Almost all water contains some naturally-occurring fluoride, but usually at levels too low to prevent tooth decay. Many communities adjust the fluoride concentration in the water supply to a level known to reduce tooth decay and promote good oral health (often called the optimal level). This practice is known as community water fluoridation, and reaches all people who drink that water. Given the dramatic decline in tooth decay during the past 70 years since community water fluoridation was initiated, the Centers for Disease Control and Prevention (CDC) named fluoridation of drinking water to prevent dental caries (tooth decay) as one of Ten Great Public Health Interventions of the 20th Century.
Why did the Department of Health and Human Services (HHS) make a new recommendation for community water fluoridation?
Fluoride facts indicate that sources of fluoride have increased since the early 1960s. Today, water is only one of several sources of fluoride. Other sources include dental products such as toothpaste and mouth rinses, prescription fluoride supplements, and professionally applied fluoride products such as varnish and gels. Because it is now possible to receive enough fluoride with slightly lower amounts of fluoride in water, HHS developed a new recommendation for the lower level of fluoride (0.7 milligrams per liter) that is to be used in community water fluoridation.
What is dental fluorosis?
Dental fluorosis is a condition that causes changes in the appearance of tooth enamel.

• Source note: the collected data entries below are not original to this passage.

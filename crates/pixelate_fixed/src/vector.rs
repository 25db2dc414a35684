//! Fixed-point 3D vectors.

use std::ops::{Add, Div, Mul, Neg, Sub};

use crate::fixed::Fixed;

/// 3D vector - surface points, normals, light directions
#[derive(Clone, Copy, Debug, Default, PartialEq, Eq, Hash)]
pub struct FixedVec3 {
    /// X component
    pub x: Fixed,
    /// Y component
    pub y: Fixed,
    /// Z component
    pub z: Fixed,
}

impl FixedVec3 {
    /// Zero vector
    pub const ZERO: Self = Self::new(Fixed::ZERO, Fixed::ZERO, Fixed::ZERO);

    /// Unit X vector
    pub const X: Self = Self::new(Fixed::ONE, Fixed::ZERO, Fixed::ZERO);

    /// Unit Y vector
    pub const Y: Self = Self::new(Fixed::ZERO, Fixed::ONE, Fixed::ZERO);

    /// Unit Z vector
    pub const Z: Self = Self::new(Fixed::ZERO, Fixed::ZERO, Fixed::ONE);

    /// Creates a new vector
    #[must_use]
    pub const fn new(x: Fixed, y: Fixed, z: Fixed) -> Self {
        Self { x, y, z }
    }

    /// Creates a vector from whole numbers
    #[must_use]
    pub const fn from_ints(x: i32, y: i32, z: i32) -> Self {
        Self::new(Fixed::from_int(x), Fixed::from_int(y), Fixed::from_int(z))
    }

    /// Dot product
    #[must_use]
    pub fn dot(self, other: Self) -> Fixed {
        self.x * other.x + self.y * other.y + self.z * other.z
    }

    /// Length squared (avoids sqrt)
    #[must_use]
    pub fn length_squared(self) -> Fixed {
        self.dot(self)
    }

    /// Length
    #[must_use]
    pub fn length(self) -> Fixed {
        self.length_squared().sqrt()
    }

    /// Direction on the unit sphere for a longitude/latitude pair of
    /// binary angles: `(sin lon·cos lat, sin lat, cos lon·cos lat)`.
    ///
    /// Longitude 0 and latitude 0 point along +Z, toward the viewer.
    #[must_use]
    pub fn from_longitude_latitude(longitude: Fixed, latitude: Fixed) -> Self {
        let cos_lat = latitude.cos();
        Self::new(
            longitude.sin() * cos_lat,
            latitude.sin(),
            longitude.cos() * cos_lat,
        )
    }
}

impl Add for FixedVec3 {
    type Output = Self;
    fn add(self, rhs: Self) -> Self {
        Self::new(self.x + rhs.x, self.y + rhs.y, self.z + rhs.z)
    }
}

impl Sub for FixedVec3 {
    type Output = Self;
    fn sub(self, rhs: Self) -> Self {
        Self::new(self.x - rhs.x, self.y - rhs.y, self.z - rhs.z)
    }
}

impl Neg for FixedVec3 {
    type Output = Self;
    fn neg(self) -> Self {
        Self::new(-self.x, -self.y, -self.z)
    }
}

impl Mul<Fixed> for FixedVec3 {
    type Output = Self;
    fn mul(self, rhs: Fixed) -> Self {
        Self::new(self.x * rhs, self.y * rhs, self.z * rhs)
    }
}

/// Divides each raw component: a sphere point over its radius gives the
/// surface normal.
impl Div<i32> for FixedVec3 {
    type Output = Self;
    fn div(self, rhs: i32) -> Self {
        Self::new(self.x / rhs, self.y / rhs, self.z / rhs)
    }
}

#[cfg(test)]
mod tests {
    use super::*;

    #[test]
    fn test_vec3_operations() {
        let a = FixedVec3::from_ints(1, 2, 3);
        let b = FixedVec3::from_ints(4, 5, 6);

        let sum = a + b;
        assert_eq!(sum, FixedVec3::from_ints(5, 7, 9));

        let dot = a.dot(b);
        assert_eq!(dot, Fixed::from_int(32)); // 1*4 + 2*5 + 3*6
    }

    #[test]
    fn test_normal_from_sphere_point() {
        let point = FixedVec3::from_ints(30, 40, 0);
        let normal = point / 50;
        assert!((normal.length() - Fixed::ONE).abs().raw() < 8);
    }

    #[test]
    fn test_longitude_latitude() {
        let front = FixedVec3::from_longitude_latitude(Fixed::ZERO, Fixed::ZERO);
        assert_eq!(front, FixedVec3::Z);

        let east = FixedVec3::from_longitude_latitude(Fixed::from_int(64), Fixed::ZERO);
        assert_eq!(east, FixedVec3::X);

        let pole = FixedVec3::from_longitude_latitude(Fixed::from_int(96), Fixed::from_int(64));
        assert_eq!(pole.y, Fixed::ONE);
        assert!(pole.x.abs().raw() < 4 && pole.z.abs().raw() < 4);
    }
}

It may result when children regularly consume fluoride during the teeth-forming years, age 8 and younger. Most dental fluorosis in the U.S.—about 92 percent—is very mild to mild, appearing as white spots on the tooth surface that may not be noticeable.
Moderate and severe forms of dental fluorosis, which are less common, cause more extensive enamel changes. In the rare, severe form, pits may form in the teeth. The severe form hardly ever occurs in communities where the level of fluoride in water is less than 2 milligrams per liter.
Controlling Young Children’s Intake
Young children often have trouble controlling their swallowing reflex and swallow toothpaste while toothbrushing.
As soon as the first tooth appears, begin cleaning by brushing without toothpaste with a small, soft-bristled toothbrush and plain water after each feeding. Begin using toothpaste with fluoride when the child is 2 years old. Only use toothpaste with fluoride earlier if your child’s dentist or doctor recommends it.
Brush your child’s teeth two times a day with a fluoride toothpaste,
Apply a pea-sized amount of toothpaste to the toothbrush, and
Supervise your child’s tooth brushing, encouraging the child to spit out toothpaste rather than swallow it.
If your child’s dentist or doctor prescribes a fluoride supplement (or vitamin supplement that contains fluoride), ask him or her about any risk factors your child has for decay and the potential for dental fluorosis. If you live in an area with fluoridated water, fluoride supplements are not recommended.
Fluoride and Formula
You can use fluoridated water for preparing infant formula. However, if your baby is exclusively consuming infant formula reconstituted with fluoridated water, there may be an increased potential for mild dental fluorosis. To lessen this chance, parents can use low-fluoride bottled water some of the time to mix infant formula; these bottles are labeled as de-ionized, purified, demineralized, or distilled and without any fluoride added after purification treatment. If fluoride has been added after purification, the product will be labeled accordingly.
Other Sources of Fluoride in Everyday Food and Products
Commercial foods and beverages made with fluoridated water are an additional source of fluoride intake. Other fluoride-containing dental products, such as gels, varnishes, pastes, and dietary supplements are applied or prescribed by a health care professional. Most of these products are used only occasionally on the outside of the tooth and do not contribute much to a child’s total intake of fluoride. Dietary fluoride supplements do contribute to the total amount of fluoride taken in.